Development of Motor Skills
The development of fine motor skills in children begins at the age of 1-2 months, however, it continues till the time they turn 11-13. Fine motor skills refer to the careful control of the small muscles in the hands, feet, fingers and toes. Engaging these muscles leads to greater dexterity and control. With play, children develop this finger coordination. With toys that give children a chance to work, to use their finger muscles to pick up and assemble parts, they encourage their fine motor skills to develop further.
This however is just one small aspect of the bigger picture. The bigger benefit that playing introduces in the life of children. The most significant being cognitive development. A study on rats showed that playing leads to bigger brains, imagine the benefits that play brings to a complex structured, living, breathing human being.
Stats reveal that playing improves children’s adjustment, language, and social and emotional stability from 33 percent to 67 percent. While playing, a child develops the ability to enhance their hand-eye coordination, problem solving abilities, concentration skills and gain control over their impulses and emotion regulation.
Not only this, a child learns to become more social, empathetic, happier and a better communicator. While playing, a child learns new details, opening the door to a world of creative enchantress.

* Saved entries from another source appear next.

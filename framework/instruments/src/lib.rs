mod report;
mod stats;
mod store;

use std::sync::Arc;
use std::time::{Duration, Instant, SystemTime};

pub use report::{ReportCollector, ReportConfig, Reporter};
pub use stats::{percentile, summarise, summarise_with_latencies};
pub use store::MetricStore;

/// Why a sample counts as a failure.
#[derive(Debug, Clone, Copy, PartialEq, Eq, Hash)]
pub enum FailureKind {
    /// A response was received but the status was not the one the group expects.
    UnexpectedStatus,
    /// The request could not be completed, for example the connection was refused.
    Network,
    /// The request was still outstanding when the graceful stop budget ran out and was abandoned.
    Timeout,
}

/// One completed (or abandoned) request.
#[derive(Debug, Clone, PartialEq)]
pub struct Sample {
    /// Shared with the request group, so recording a sample does not copy the name.
    pub group: Arc<str>,
    pub vu_id: usize,
    pub iteration: u64,
    pub latency: Duration,
    /// The response status, if a response was received.
    pub status: Option<u16>,
    pub failure: Option<FailureKind>,
    /// When the request was sent.
    pub timestamp: SystemTime,
}

impl Sample {
    pub fn is_failure(&self) -> bool {
        self.failure.is_some()
    }
}

/// Tracks a request from the moment it is sent until it is turned into a [Sample].
#[derive(Debug)]
pub struct OperationRecord {
    group: Arc<str>,
    vu_id: usize,
    iteration: u64,
    timestamp: SystemTime,
    started: Instant,
}

impl OperationRecord {
    pub fn new(group: impl Into<Arc<str>>, vu_id: usize, iteration: u64) -> Self {
        Self {
            group: group.into(),
            vu_id,
            iteration,
            timestamp: SystemTime::now(),
            started: Instant::now(),
        }
    }

    /// A response was received, check it against the expected status.
    pub fn response(self, status: u16, expected_status: u16) -> Sample {
        let failure = (status != expected_status).then_some(FailureKind::UnexpectedStatus);
        self.finish(Some(status), failure)
    }

    pub fn network_error(self) -> Sample {
        self.finish(None, Some(FailureKind::Network))
    }

    pub fn timed_out(self) -> Sample {
        self.finish(None, Some(FailureKind::Timeout))
    }

    fn finish(self, status: Option<u16>, failure: Option<FailureKind>) -> Sample {
        Sample {
            group: self.group,
            vu_id: self.vu_id,
            iteration: self.iteration,
            latency: self.started.elapsed(),
            status,
            failure,
            timestamp: self.timestamp,
        }
    }
}

#[cfg(test)]
mod tests {
    use super::*;

    #[test]
    fn unexpected_status_is_a_failure() {
        let ok = OperationRecord::new("login", 0, 1).response(200, 200);
        assert!(!ok.is_failure());
        assert_eq!(Some(200), ok.status);

        let bad = OperationRecord::new("login", 0, 1).response(401, 200);
        assert_eq!(Some(FailureKind::UnexpectedStatus), bad.failure);
        assert_eq!(Some(401), bad.status);
    }

    #[test]
    fn abandoned_requests_have_no_status() {
        let sample = OperationRecord::new("contact", 3, 7).timed_out();
        assert_eq!(None, sample.status);
        assert_eq!(Some(FailureKind::Timeout), sample.failure);
        assert_eq!(3, sample.vu_id);
        assert_eq!(7, sample.iteration);
    }

    #[test]
    fn samples_share_the_group_name() {
        let name: Arc<str> = Arc::from("login");
        let first = OperationRecord::new(name.clone(), 0, 1).response(200, 200);
        let second = OperationRecord::new(name.clone(), 1, 1).network_error();

        assert!(Arc::ptr_eq(&name, &first.group));
        assert!(Arc::ptr_eq(&first.group, &second.group));
    }
}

They learn to interact, negotiate and make choices and decisions.
According to psychologist Edward Fisher, playing can improve a child’s cognitive, linguistic, and social development. He came to this conclusion after examining 46 researches on this topic. If there are so many researches emphasising the fact that play is important in a child’s life. Without the fear of being labelled a sheep, I think it’s time to jump on to the bandwagon!

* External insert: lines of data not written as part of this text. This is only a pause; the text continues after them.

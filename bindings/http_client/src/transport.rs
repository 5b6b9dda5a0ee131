use anyhow::Context;
use gale_core::prelude::{
    HttpMethod, HttpRequest, HttpResponse, RequestMeta, Transport, TransportError,
    TransportFuture,
};
use std::time::Duration;
use url::Url;

/// Sends requests to a real server with a shared [reqwest::Client], so connections are pooled
/// across virtual users.
#[derive(Debug, Clone)]
pub struct ReqwestTransport {
    client: reqwest::Client,
    base_url: Url,
}

impl ReqwestTransport {
    pub fn new(base_url: &str, request_timeout: Duration) -> anyhow::Result<Self> {
        let base_url =
            Url::parse(base_url).with_context(|| format!("Invalid base URL: {base_url}"))?;
        let client = reqwest::Client::builder()
            .timeout(request_timeout)
            .build()
            .context("Failed to build HTTP client")?;

        Ok(Self { client, base_url })
    }

    pub fn base_url(&self) -> &Url {
        &self.base_url
    }

    fn url_for(&self, path: &str) -> Result<Url, TransportError> {
        self.base_url
            .join(path)
            .map_err(|e| TransportError::Other(format!("Invalid path [{path}]: {e}")))
    }

    async fn send_request(&self, request: &HttpRequest) -> Result<HttpResponse, TransportError> {
        let url = self.url_for(&request.path)?;
        let method = match request.method {
            HttpMethod::Get => reqwest::Method::GET,
            HttpMethod::Post => reqwest::Method::POST,
            HttpMethod::Put => reqwest::Method::PUT,
            HttpMethod::Patch => reqwest::Method::PATCH,
            HttpMethod::Delete => reqwest::Method::DELETE,
        };

        let mut builder = self.client.request(method, url);
        if let Some(body) = &request.body {
            builder = builder.json(body);
        }

        let response = builder.send().await.map_err(map_reqwest_err)?;

        Ok(HttpResponse {
            status: response.status().as_u16(),
        })
    }
}

impl Transport for ReqwestTransport {
    fn send<'a>(&'a self, request: &'a HttpRequest, _meta: RequestMeta) -> TransportFuture<'a> {
        Box::pin(self.send_request(request))
    }
}

fn map_reqwest_err(err: reqwest::Error) -> TransportError {
    if err.is_timeout() {
        TransportError::Timeout(err.to_string())
    } else if err.is_connect() {
        TransportError::Connect(err.to_string())
    } else {
        TransportError::Other(err.to_string())
    }
}

#[cfg(test)]
mod tests {
    use super::*;
    use wiremock::matchers::{body_json, header, method, path};
    use wiremock::{Mock, MockServer, ResponseTemplate};

    fn meta() -> RequestMeta {
        RequestMeta {
            vu_id: 0,
            iteration: 1,
            active_vus: 1,
        }
    }

    #[tokio::test]
    async fn posts_json_body_and_reports_status() {
        let mock_server = MockServer::start().await;

        Mock::given(method("POST"))
            .and(path("/api/login"))
            .and(header("content-type", "application/json"))
            .and(body_json(serde_json::json!({"username": "admin", "password": "1234"})))
            .respond_with(ResponseTemplate::new(200))
            .expect(1)
            .mount(&mock_server)
            .await;

        let transport = ReqwestTransport::new(&mock_server.uri(), Duration::from_secs(5)).unwrap();
        let request = HttpRequest {
            method: HttpMethod::Post,
            path: "/api/login".to_string(),
            body: Some(serde_json::json!({"username": "admin", "password": "1234"})),
        };

        let response = transport.send(&request, meta()).await.unwrap();
        assert_eq!(200, response.status);
    }

    #[tokio::test]
    async fn error_statuses_are_responses_not_errors() {
        let mock_server = MockServer::start().await;

        Mock::given(method("POST"))
            .and(path("/api/contact"))
            .respond_with(ResponseTemplate::new(500))
            .mount(&mock_server)
            .await;

        let transport = ReqwestTransport::new(&mock_server.uri(), Duration::from_secs(5)).unwrap();
        let request = HttpRequest {
            method: HttpMethod::Post,
            path: "/api/contact".to_string(),
            body: None,
        };

        let response = transport.send(&request, meta()).await.unwrap();
        assert_eq!(500, response.status);
    }

    #[tokio::test]
    async fn slow_responses_time_out() {
        let mock_server = MockServer::start().await;

        Mock::given(method("POST"))
            .respond_with(ResponseTemplate::new(200).set_delay(Duration::from_secs(2)))
            .mount(&mock_server)
            .await;

        let transport =
            ReqwestTransport::new(&mock_server.uri(), Duration::from_millis(100)).unwrap();
        let request = HttpRequest {
            method: HttpMethod::Post,
            path: "/api/login".to_string(),
            body: None,
        };

        let err = transport.send(&request, meta()).await.unwrap_err();
        assert!(matches!(err, TransportError::Timeout(_)), "{err:?}");
    }

    #[test]
    fn rejects_invalid_base_url() {
        assert!(ReqwestTransport::new("not a url", Duration::from_secs(1)).is_err());
    }
}
use gale_core::prelude::DelegatedShutdownListener;
use sysinfo::{Pid, ProcessRefreshKind, ProcessesToUpdate, System};

/// Monitor the resource usage of the load generator and report high usage.
///
/// Note that this won't stop the run, it will just log a warning to let the user know that
/// latencies might be inflated by the generator itself being saturated.
///
/// The CPU usage for the process is collected every [sysinfo::MINIMUM_CPU_UPDATE_INTERVAL] and checked.
/// If it is above 80% with respect to the number of cores then a warning is logged.
pub(crate) fn start_monitor(finished_listener: DelegatedShutdownListener) {
    let spawned = std::thread::Builder::new()
        .name("monitor".to_string())
        .spawn(move || {
            let this_process_pid = Pid::from_u32(std::process::id());
            let mut sys = System::new();

            sys.refresh_cpu_all();
            let cpu_count = sys.cpus().len().max(1);

            loop {
                if finished_listener.should_shutdown() {
                    break;
                }

                sys.refresh_processes_specifics(
                    ProcessesToUpdate::Some(&[this_process_pid]),
                    true,
                    ProcessRefreshKind::nothing().with_cpu(),
                );

                match sys.process(this_process_pid) {
                    Some(process) => {
                        let usage = process.cpu_usage() / cpu_count as f32;
                        if usage > 80.0 {
                            log::warn!(
                                "High CPU usage detected. Gale is using {:.2}% of the CPU, with {} available cores",
                                usage,
                                cpu_count
                            );
                        }
                    }
                    None => {
                        log::debug!("No process info for {this_process_pid}, stopping monitor");
                        break;
                    }
                }

                std::thread::sleep(sysinfo::MINIMUM_CPU_UPDATE_INTERVAL);
            }
        });

    if let Err(e) = spawned {
        log::warn!("Failed to start monitor thread: {e}");
    }
}
use gale_http_client::prelude::{CONTACT_PATH, LOGIN_PATH};
use gale_runner::prelude::{
    ConfigError, RequestGroup, ScenarioConfig, ScenarioDefinitionBuilder, Stage, Transport,
};
use serde_json::json;
use std::sync::Arc;
use std::time::Duration;

pub const PROFILES: &[&str] = &["baseline", "soak", "spike", "stress", "locust"];

pub fn by_name(name: &str) -> Result<ScenarioConfig, ConfigError> {
    match name {
        "baseline" => Ok(baseline()),
        "soak" => Ok(soak()),
        "spike" => Ok(spike()),
        "stress" => Ok(stress()),
        "locust" => Ok(locust()),
        other => Err(ConfigError::UnknownProfile(other.to_string())),
    }
}

/// Normal traffic, 20 users for two minutes.
pub fn baseline() -> ScenarioConfig {
    with_site_thresholds(
        ScenarioConfig::constant(20, Duration::from_secs(120)).with_pacing(Duration::from_secs(1)),
    )
}

/// Normal traffic held for twelve hours, to find leaks and slow degradation.
pub fn soak() -> ScenarioConfig {
    with_site_thresholds(
        ScenarioConfig::constant(20, Duration::from_secs(12 * 60 * 60))
            .with_pacing(Duration::from_secs(1)),
    )
}

/// A sudden burst to 100 users and back.
pub fn spike() -> ScenarioConfig {
    with_site_thresholds(
        ScenarioConfig::staged(vec![
            Stage::new(Duration::from_secs(10), 10),
            Stage::new(Duration::from_secs(10), 100),
            Stage::new(Duration::from_secs(10), 10),
            Stage::new(Duration::from_secs(20), 10),
        ])
        .with_graceful_stop(Duration::ZERO)
        .with_pacing(Duration::from_millis(200)),
    )
}

/// Step up to 300 users, a minute per step, then ramp down.
pub fn stress() -> ScenarioConfig {
    let minute = Duration::from_secs(60);
    with_site_thresholds(
        ScenarioConfig::staged(
            [10, 50, 100, 200, 300, 0]
                .into_iter()
                .map(|target| Stage::new(minute, target))
                .collect(),
        )
        .with_graceful_stop(Duration::from_secs(30))
        .with_pacing(Duration::from_millis(200)),
    )
}

/// The browsing user of the original Locust suite. Each user logs in once, then submits the
/// contact form three times as often as it logs in again, waiting 200ms to 1s in between.
pub fn locust() -> ScenarioConfig {
    with_site_thresholds(
        ScenarioConfig::constant(20, Duration::from_secs(120))
            .with_pacing_range(Duration::from_millis(200), Duration::from_secs(1)),
    )
}

fn with_site_thresholds(config: ScenarioConfig) -> ScenarioConfig {
    config
        .with_threshold("http_req_duration{name:login}", &["p(95)<500"])
        .with_threshold("http_req_duration{name:contact}", &["p(95)<500"])
        .with_threshold("http_req_failed", &["rate<0.01"])
}

pub fn login_group() -> RequestGroup {
    RequestGroup::post(
        "login",
        LOGIN_PATH,
        json!({"username": "admin", "password": "1234"}),
    )
}

pub fn contact_group() -> RequestGroup {
    RequestGroup::post(
        "contact",
        CONTACT_PATH,
        json!({"name": "Eddie", "email": "a@b.com", "message": "Hello from QA site!"}),
    )
}

/// The `locust` profile logs in once and then picks contact or login at 3 to 1 on each
/// iteration. Every other profile sends a login and then a contact form submission on each
/// iteration.
pub fn scenario(
    name: &str,
    config: ScenarioConfig,
    transport: Arc<dyn Transport>,
) -> ScenarioDefinitionBuilder {
    let builder = ScenarioDefinitionBuilder::new(name, transport).with_config(config);
    match name {
        "locust" => builder
            .use_setup_group(login_group())
            .use_weighted_group(contact_group(), 3)
            .use_weighted_group(login_group(), 1),
        _ => builder.use_group(login_group()).use_group(contact_group()),
    }
}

Building on to the concept of enhanced creativity through play. Many studies show that playing inculcates the concept of divergent thinking in children. Playing gives them a chance to imagine, create idea, visualize and create. Thus, bringing it all to life.
In today’s day and age, children find themselves stuck in front of a screen for hours on end. Whether it’s for online classes or just a sedentary desire. Their creative juices get curtailed and the mind becomes groggy. One way to bring it back to life is to allow them a space where they can let flow their creative powers and have fun. With play, they find a break from the dull, monotonous aspects of everyday life.

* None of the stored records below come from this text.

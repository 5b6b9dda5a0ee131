use crate::Sample;
use parking_lot::Mutex;
use std::collections::HashMap;
use std::sync::Arc;

/// Append-only sample logs, one per request group.
///
/// The set of groups is fixed when the store is created, so recording a sample only locks the log
/// for that sample's group. Virtual users appending to different groups never contend.
#[derive(Debug)]
pub struct MetricStore {
    order: Vec<Arc<str>>,
    groups: HashMap<Arc<str>, Mutex<Vec<Sample>>>,
}

impl MetricStore {
    pub fn new<I, S>(group_names: I) -> Self
    where
        I: IntoIterator<Item = S>,
        S: Into<Arc<str>>,
    {
        let mut order = Vec::new();
        let mut groups = HashMap::new();
        for name in group_names {
            let name = name.into();
            if groups.insert(name.clone(), Mutex::new(Vec::new())).is_none() {
                order.push(name);
            }
        }

        Self { order, groups }
    }

    /// Append a sample to its group's log.
    ///
    /// Samples for groups the store was not created with are dropped with a warning.
    pub fn record(&self, sample: Sample) {
        match self.groups.get(&*sample.group) {
            Some(log) => log.lock().push(sample),
            None => log::warn!("Dropping sample for unknown group [{}]", sample.group),
        }
    }

    /// Group names in the order they were registered.
    pub fn group_names(&self) -> impl Iterator<Item = &str> {
        self.order.iter().map(|name| &**name)
    }

    pub fn sample_count(&self) -> usize {
        self.groups.values().map(|log| log.lock().len()).sum()
    }

    /// Copy of the samples recorded so far for one group.
    ///
    /// Prefer [MetricStore::into_samples] once recording has finished, which does not copy.
    pub fn snapshot(&self, group: &str) -> Vec<Sample> {
        self.groups
            .get(group)
            .map(|log| log.lock().clone())
            .unwrap_or_default()
    }

    /// Consume the store once no more samples can be recorded, returning each group's samples in
    /// registration order.
    pub fn into_samples(self) -> Vec<(Arc<str>, Vec<Sample>)> {
        let mut groups = self.groups;
        self.order
            .into_iter()
            .map(|name| {
                let samples = groups
                    .remove(&name)
                    .map(Mutex::into_inner)
                    .unwrap_or_default();
                (name, samples)
            })
            .collect()
    }
}

#[cfg(test)]
mod tests {
    use super::*;
    use crate::OperationRecord;

    #[test]
    fn concurrent_appends_are_all_kept() {
        let store = Arc::new(MetricStore::new(["login", "contact"]));

        let handles = (0..8)
            .map(|vu_id| {
                let store = store.clone();
                std::thread::spawn(move || {
                    for iteration in 0..100 {
                        store.record(OperationRecord::new("login", vu_id, iteration).response(200, 200));
                        store.record(OperationRecord::new("contact", vu_id, iteration).response(200, 200));
                    }
                })
            })
            .collect::<Vec<_>>();
        for handle in handles {
            handle.join().unwrap();
        }

        assert_eq!(1600, store.sample_count());
        assert_eq!(800, store.snapshot("login").len());

        let store = Arc::into_inner(store).unwrap();
        let samples = store.into_samples();
        assert_eq!("login", &*samples[0].0);
        assert_eq!("contact", &*samples[1].0);
        assert_eq!(800, samples[1].1.len());
    }

    #[test]
    fn unknown_groups_are_dropped() {
        let store = MetricStore::new(["login"]);
        store.record(OperationRecord::new("other", 0, 0).response(200, 200));

        assert_eq!(0, store.sample_count());
        assert!(store.snapshot("other").is_empty());
    }

    #[test]
    fn duplicate_names_registered_once() {
        let store = MetricStore::new(["login", "login", "contact"]);
        assert_eq!(vec!["login", "contact"], store.group_names().collect::<Vec<_>>());
    }

    #[test]
    fn into_samples_moves_the_recorded_samples() {
        let name: Arc<str> = Arc::from("login");
        let store = MetricStore::new([name.clone()]);
        store.record(OperationRecord::new(name.clone(), 0, 1).response(200, 200));
        store.record(OperationRecord::new(name.clone(), 0, 2).response(500, 200));

        let samples = store.into_samples();

        assert_eq!(1, samples.len());
        assert!(Arc::ptr_eq(&name, &samples[0].0));
        assert_eq!(vec![1, 2], samples[0].1.iter().map(|s| s.iteration).collect::<Vec<_>>());
        assert!(samples[0].1.iter().all(|s| Arc::ptr_eq(&name, &s.group)));
    }
}
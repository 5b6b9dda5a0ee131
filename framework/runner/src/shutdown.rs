use crate::executor::Executor;
use gale_core::prelude::ShutdownHandle;
use std::future::Future;
use tokio::signal;

/// Stop the run when the user presses Ctrl-C.
///
/// Only the stop signal is sent, so in-flight iterations still get the graceful stop budget to
/// finish and the run is reported as usual.
pub(crate) fn start_shutdown_listener(executor: &Executor, stop_handle: ShutdownHandle) {
    start_stop_on(executor, stop_handle, signal::ctrl_c());
}

/// Fire `stop_handle` once `signal` resolves. The task only holds the stop handle.
fn start_stop_on(
    executor: &Executor,
    stop_handle: ShutdownHandle,
    signal: impl Future<Output = std::io::Result<()>> + Send + 'static,
) {
    executor.spawn(async move {
        match signal.await {
            Ok(()) => {
                println!("Received shutdown signal, stopping...");
                stop_handle.shutdown();
            }
            Err(e) => {
                log::error!("Failed to listen for Ctrl-C: {e}");
            }
        }
    });
}

#[cfg(test)]
mod tests {
    use super::*;
    use std::time::Duration;

    #[test]
    fn signal_fires_stop() {
        let runtime = tokio::runtime::Runtime::new().unwrap();
        let executor = Executor::new(runtime, ShutdownHandle::new());
        let stop = ShutdownHandle::new();

        start_stop_on(&executor, stop.clone(), async { Ok(()) });

        let mut listener = stop.new_listener();
        let stopped = executor
            .execute_in_place(async move {
                tokio::time::timeout(Duration::from_secs(5), listener.wait_for_shutdown()).await
            })
            .unwrap();
        assert!(stopped.is_ok());
        assert!(stop.is_shutdown());
    }

    #[test]
    fn failing_to_listen_leaves_the_run_going() {
        let runtime = tokio::runtime::Runtime::new().unwrap();
        let executor = Executor::new(runtime, ShutdownHandle::new());
        let stop = ShutdownHandle::new();

        start_stop_on(&executor, stop.clone(), async {
            Err(std::io::Error::other("no signal handler"))
        });

        executor
            .execute_in_place(async { tokio::time::sleep(Duration::from_millis(50)).await })
            .unwrap();
        assert!(!stop.is_shutdown());
    }
}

It gives them a chance to re-ignite the flames of creativity that may have become dormant due to continuous exposure to screens, among other things. Thus, improving their ability to think and act creatively.
Healthy Parent-child Relationship
It also helps in creating a healthy, powerful relationship between the child and the parent. When parents take time off from work to play with their children, engaging in an activity they enjoy, it strengthens their relationship. Play can thus serve as an important part of building a strong, long-lasting parent-child bond.
Disadvantages of Not Engaging in Play
Children who do not engage in quality playtime face the possibility of curtailing their brain and muscles from developing to its full potential. It derails their social skills and problem-solving abilities. They also face the scare of losing their sensory stimulation which might lead to decreased brain activity, and an enhanced risk of anxiety, depression, and obesity. Frightening, yet the reality.
Play is the most powerful way in which a child can learn. The basic belief is that no child wants to learn or study but every child wants to play. However, if the right toys that challenge and build their cognitive skills are given to them, then playing can be corroborated with learning and the child now gravitates to and enjoys it. And because the involvement is so intense, there is a deeper understanding of what is happening. The retention of learning is longer than what just learning from textbooks ensures.
This is still just a sliver of what the true benefits of play are. It seems almost impossible to put into words the contribution that play makes in the life of children and their positive development and growth. The intellectual enhancement and cognitive development that engaging in play kicks off is so important in the way the child grows and continues to play!